- _Exercise prompt_: Which of the lines below mention the word "offset"? Pull each one out.

[Exercise material — start]

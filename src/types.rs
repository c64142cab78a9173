//! Core data types for lazypipe-rs
//!
//! This module contains the dynamic values carried through node slots.
//!
//! # Main Types
//!
//! - [`Value`] - A dynamically typed value (scalars, strings, lists, maps, tensors)
//! - [`ValueKind`] - The type tag of a [`Value`], used by type validators
//! - [`Tensor`] - Row-major n-dimensional `f64` array used by processing functions
//! - [`ItemKey`] - Key for indexed access (`value[key]`)
//!
//! # Indexing
//!
//! Lists accept integer keys (negative keys count from the end), maps accept
//! string keys, and tensors accept integer keys on their first axis. A 1-D tensor
//! yields a `Float`, higher ranks yield the sub-tensor.

use crate::error::{PipelineError, Result};
use serde::{Deserialize, Serialize};
use std::collections::BTreeMap;
use std::fmt;
use thiserror::Error;

/// Keyword arguments bound to a deferred call.
pub type Kwargs = BTreeMap<String, Value>;

/// Type tag of a [`Value`]
#[derive(Debug, Clone, Copy, PartialEq, Eq, Hash, Serialize, Deserialize)]
#[serde(rename_all = "snake_case")]
pub enum ValueKind {
    Empty,
    Bool,
    Int,
    Float,
    Str,
    List,
    Map,
    Tensor,
}

impl fmt::Display for ValueKind {
    fn fmt(&self, f: &mut fmt::Formatter<'_>) -> fmt::Result {
        let name = match self {
            ValueKind::Empty => "empty",
            ValueKind::Bool => "bool",
            ValueKind::Int => "int",
            ValueKind::Float => "float",
            ValueKind::Str => "str",
            ValueKind::List => "list",
            ValueKind::Map => "map",
            ValueKind::Tensor => "tensor",
        };
        f.write_str(name)
    }
}

/// A dynamically typed value stored in a node slot
#[derive(Debug, Clone, PartialEq, Default, Serialize, Deserialize)]
#[serde(tag = "kind", content = "value", rename_all = "snake_case")]
pub enum Value {
    /// Slot has not been computed or assigned yet
    #[default]
    Empty,
    Bool(bool),
    Int(i64),
    Float(f64),
    Str(String),
    List(Vec<Value>),
    Map(BTreeMap<String, Value>),
    Tensor(Tensor),
}

impl Value {
    /// Type tag of this value
    pub fn kind(&self) -> ValueKind {
        match self {
            Value::Empty => ValueKind::Empty,
            Value::Bool(_) => ValueKind::Bool,
            Value::Int(_) => ValueKind::Int,
            Value::Float(_) => ValueKind::Float,
            Value::Str(_) => ValueKind::Str,
            Value::List(_) => ValueKind::List,
            Value::Map(_) => ValueKind::Map,
            Value::Tensor(_) => ValueKind::Tensor,
        }
    }

    pub fn is_empty(&self) -> bool {
        matches!(self, Value::Empty)
    }

    pub fn as_bool(&self) -> Option<bool> {
        match self {
            Value::Bool(v) => Some(*v),
            _ => None,
        }
    }

    pub fn as_int(&self) -> Option<i64> {
        match self {
            Value::Int(v) => Some(*v),
            _ => None,
        }
    }

    /// Numeric view of a scalar; ints widen to `f64`
    pub fn as_f64(&self) -> Option<f64> {
        match self {
            Value::Int(v) => Some(*v as f64),
            Value::Float(v) => Some(*v),
            _ => None,
        }
    }

    pub fn as_str(&self) -> Option<&str> {
        match self {
            Value::Str(v) => Some(v),
            _ => None,
        }
    }

    pub fn as_list(&self) -> Option<&[Value]> {
        match self {
            Value::List(v) => Some(v),
            _ => None,
        }
    }

    pub fn as_map(&self) -> Option<&BTreeMap<String, Value>> {
        match self {
            Value::Map(v) => Some(v),
            _ => None,
        }
    }

    pub fn as_tensor(&self) -> Option<&Tensor> {
        match self {
            Value::Tensor(v) => Some(v),
            _ => None,
        }
    }

    /// Unpack a list value, or wrap anything else in a one-element vector.
    pub fn into_list(self) -> Vec<Value> {
        match self {
            Value::List(items) => items,
            other => vec![other],
        }
    }

    /// Shape of the value, if it has one.
    ///
    /// Tensors report their shape. A list reports `[len]` followed by the
    /// shape of its elements when they all share one, so `[[1, 2], [3, 4]]`
    /// is `[2, 2]` while ragged or scalar lists stay `[len]`.
    pub fn shape(&self) -> Option<Vec<usize>> {
        match self {
            Value::Tensor(t) => Some(t.shape().to_vec()),
            Value::List(items) => {
                let mut shape = vec![items.len()];
                if let Some(inner) = items.first().and_then(Value::shape) {
                    if items.iter().all(|item| item.shape().as_ref() == Some(&inner)) {
                        shape.extend(inner);
                    }
                }
                Some(shape)
            }
            _ => None,
        }
    }

    /// Flattened numeric content: tensor data, (nested) numeric lists or a scalar.
    pub fn numbers(&self) -> Option<Vec<f64>> {
        match self {
            Value::Int(_) | Value::Float(_) => self.as_f64().map(|v| vec![v]),
            Value::Tensor(t) => Some(t.data().to_vec()),
            Value::List(items) => {
                let mut out = Vec::with_capacity(items.len());
                for item in items {
                    out.extend(item.numbers()?);
                }
                Some(out)
            }
            _ => None,
        }
    }

    /// Indexed access, `value[key]`.
    pub fn get_item(&self, key: &ItemKey) -> std::result::Result<Value, ItemAccessError> {
        match (self, key) {
            (Value::List(items), ItemKey::Index(index)) => {
                let pos = resolve_index(*index, items.len())?;
                Ok(items[pos].clone())
            }
            (Value::Map(map), ItemKey::Key(name)) => map
                .get(name)
                .cloned()
                .ok_or_else(|| ItemAccessError::MissingKey(name.clone())),
            (Value::Tensor(tensor), ItemKey::Index(index)) => tensor.index_axis0(*index),
            (Value::List(_) | Value::Tensor(_) | Value::Map(_), key) => {
                Err(ItemAccessError::KeyType {
                    key: key.clone(),
                    kind: self.kind(),
                })
            }
            _ => Err(ItemAccessError::NotIndexable { kind: self.kind() }),
        }
    }
}

fn resolve_index(index: i64, len: usize) -> std::result::Result<usize, ItemAccessError> {
    let resolved = if index < 0 { index + len as i64 } else { index };
    if resolved < 0 || resolved >= len as i64 {
        return Err(ItemAccessError::IndexOutOfRange { index, len });
    }
    Ok(resolved as usize)
}

impl From<bool> for Value {
    fn from(v: bool) -> Self {
        Value::Bool(v)
    }
}

impl From<i64> for Value {
    fn from(v: i64) -> Self {
        Value::Int(v)
    }
}

impl From<i32> for Value {
    fn from(v: i32) -> Self {
        Value::Int(v as i64)
    }
}

impl From<usize> for Value {
    fn from(v: usize) -> Self {
        Value::Int(v as i64)
    }
}

impl From<f64> for Value {
    fn from(v: f64) -> Self {
        Value::Float(v)
    }
}

impl From<&str> for Value {
    fn from(v: &str) -> Self {
        Value::Str(v.to_string())
    }
}

impl From<String> for Value {
    fn from(v: String) -> Self {
        Value::Str(v)
    }
}

impl From<Vec<Value>> for Value {
    fn from(v: Vec<Value>) -> Self {
        Value::List(v)
    }
}

impl From<BTreeMap<String, Value>> for Value {
    fn from(v: BTreeMap<String, Value>) -> Self {
        Value::Map(v)
    }
}

impl From<Tensor> for Value {
    fn from(v: Tensor) -> Self {
        Value::Tensor(v)
    }
}

/// Key used for indexed access on a node's value
#[derive(Debug, Clone, PartialEq, Eq, Hash, Serialize, Deserialize)]
#[serde(rename_all = "snake_case")]
pub enum ItemKey {
    Index(i64),
    Key(String),
}

impl fmt::Display for ItemKey {
    fn fmt(&self, f: &mut fmt::Formatter<'_>) -> fmt::Result {
        match self {
            ItemKey::Index(i) => write!(f, "{i}"),
            ItemKey::Key(k) => write!(f, "{k:?}"),
        }
    }
}

impl From<i64> for ItemKey {
    fn from(v: i64) -> Self {
        ItemKey::Index(v)
    }
}

impl From<i32> for ItemKey {
    fn from(v: i32) -> Self {
        ItemKey::Index(v as i64)
    }
}

impl From<usize> for ItemKey {
    fn from(v: usize) -> Self {
        ItemKey::Index(v as i64)
    }
}

impl From<&str> for ItemKey {
    fn from(v: &str) -> Self {
        ItemKey::Key(v.to_string())
    }
}

impl From<String> for ItemKey {
    fn from(v: String) -> Self {
        ItemKey::Key(v)
    }
}

/// Failure of an indexed access during execution
#[derive(Error, Debug, Clone, PartialEq)]
pub enum ItemAccessError {
    #[error(
        "value of this node of type {kind} cannot be accessed with []; \
         ensure graph construction is made properly"
    )]
    NotIndexable { kind: ValueKind },

    #[error("key {key} cannot index a value of type {kind}")]
    KeyType { key: ItemKey, kind: ValueKind },

    #[error("index {index} is out of range for length {len}")]
    IndexOutOfRange { index: i64, len: usize },

    #[error("key {0:?} not found")]
    MissingKey(String),
}

/// Row-major n-dimensional array of `f64`
///
/// The product of `shape` always equals the number of elements, including
/// for tensors read back through serde.
#[derive(Debug, Clone, PartialEq, Serialize, Deserialize)]
#[serde(try_from = "RawTensor")]
pub struct Tensor {
    shape: Vec<usize>,
    data: Vec<f64>,
}

/// Unchecked serde form of [`Tensor`]
#[derive(Deserialize)]
struct RawTensor {
    shape: Vec<usize>,
    data: Vec<f64>,
}

impl TryFrom<RawTensor> for Tensor {
    type Error = PipelineError;

    fn try_from(raw: RawTensor) -> Result<Self> {
        Tensor::new(raw.shape, raw.data)
    }
}

impl Tensor {
    /// Create a tensor, checking that `shape` covers exactly `data.len()` elements
    pub fn new(shape: Vec<usize>, data: Vec<f64>) -> Result<Self> {
        let expected: usize = shape.iter().product();
        if expected != data.len() {
            return Err(PipelineError::Construction(format!(
                "tensor shape {:?} needs {} elements, got {}",
                shape,
                expected,
                data.len()
            )));
        }
        Ok(Self { shape, data })
    }

    /// 1-D tensor over `data`
    pub fn from_vec(data: Vec<f64>) -> Self {
        Self {
            shape: vec![data.len()],
            data,
        }
    }

    /// 2-D tensor from equally sized rows
    pub fn from_rows(rows: Vec<Vec<f64>>) -> Result<Self> {
        let cols = rows.first().map_or(0, Vec::len);
        if rows.iter().any(|r| r.len() != cols) {
            return Err(PipelineError::Construction(
                "all rows of a 2-D tensor must have the same length".to_string(),
            ));
        }
        let shape = vec![rows.len(), cols];
        Ok(Self {
            shape,
            data: rows.into_iter().flatten().collect(),
        })
    }

    /// Tensor of `shape` with every element set to `fill`
    pub fn full(shape: Vec<usize>, fill: f64) -> Self {
        let len = shape.iter().product();
        Self {
            shape,
            data: vec![fill; len],
        }
    }

    pub fn zeros(shape: Vec<usize>) -> Self {
        Self::full(shape, 0.0)
    }

    pub fn shape(&self) -> &[usize] {
        &self.shape
    }

    pub fn data(&self) -> &[f64] {
        &self.data
    }

    pub fn ndim(&self) -> usize {
        self.shape.len()
    }

    /// Number of elements
    pub fn len(&self) -> usize {
        self.data.len()
    }

    pub fn is_empty(&self) -> bool {
        self.data.is_empty()
    }

    fn offset(&self, index: &[usize]) -> usize {
        debug_assert_eq!(index.len(), self.shape.len());
        index
            .iter()
            .zip(&self.shape)
            .fold(0, |acc, (&i, &dim)| acc * dim + i)
    }

    /// Element at a full multi-dimensional index
    pub fn get(&self, index: &[usize]) -> f64 {
        self.data[self.offset(index)]
    }

    pub fn set(&mut self, index: &[usize], value: f64) {
        let offset = self.offset(index);
        self.data[offset] = value;
    }

    /// Apply `f` element-wise
    pub fn map(&self, f: impl Fn(f64) -> f64) -> Self {
        Self {
            shape: self.shape.clone(),
            data: self.data.iter().copied().map(f).collect(),
        }
    }

    pub fn min(&self) -> Option<f64> {
        self.data.iter().copied().reduce(f64::min)
    }

    pub fn max(&self) -> Option<f64> {
        self.data.iter().copied().reduce(f64::max)
    }

    pub fn mean(&self) -> Option<f64> {
        mean(&self.data)
    }

    /// Population variance
    pub fn variance(&self) -> Option<f64> {
        variance(&self.data)
    }

    /// `tensor[index]` along the first axis
    pub fn index_axis0(&self, index: i64) -> std::result::Result<Value, ItemAccessError> {
        let Some(&rows) = self.shape.first() else {
            return Err(ItemAccessError::NotIndexable {
                kind: ValueKind::Tensor,
            });
        };
        let row = resolve_index(index, rows)?;
        if self.shape.len() == 1 {
            return Ok(Value::Float(self.data[row]));
        }
        let inner_shape = self.shape[1..].to_vec();
        let stride: usize = inner_shape.iter().product();
        let data = self.data[row * stride..(row + 1) * stride].to_vec();
        Ok(Value::Tensor(Tensor {
            shape: inner_shape,
            data,
        }))
    }
}

/// Arithmetic mean of a slice
pub fn mean(data: &[f64]) -> Option<f64> {
    if data.is_empty() {
        return None;
    }
    Some(data.iter().sum::<f64>() / data.len() as f64)
}

/// Population variance of a slice
pub fn variance(data: &[f64]) -> Option<f64> {
    let m = mean(data)?;
    Some(data.iter().map(|v| (v - m).powi(2)).sum::<f64>() / data.len() as f64)
}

[Exercise material — finish]

- _Output of the exercise_:
    fn offset(&self, index: &[usize]) -> usize {
        self.data[self.offset(index)]
        let offset = self.offset(index);
        self.data[offset] = value;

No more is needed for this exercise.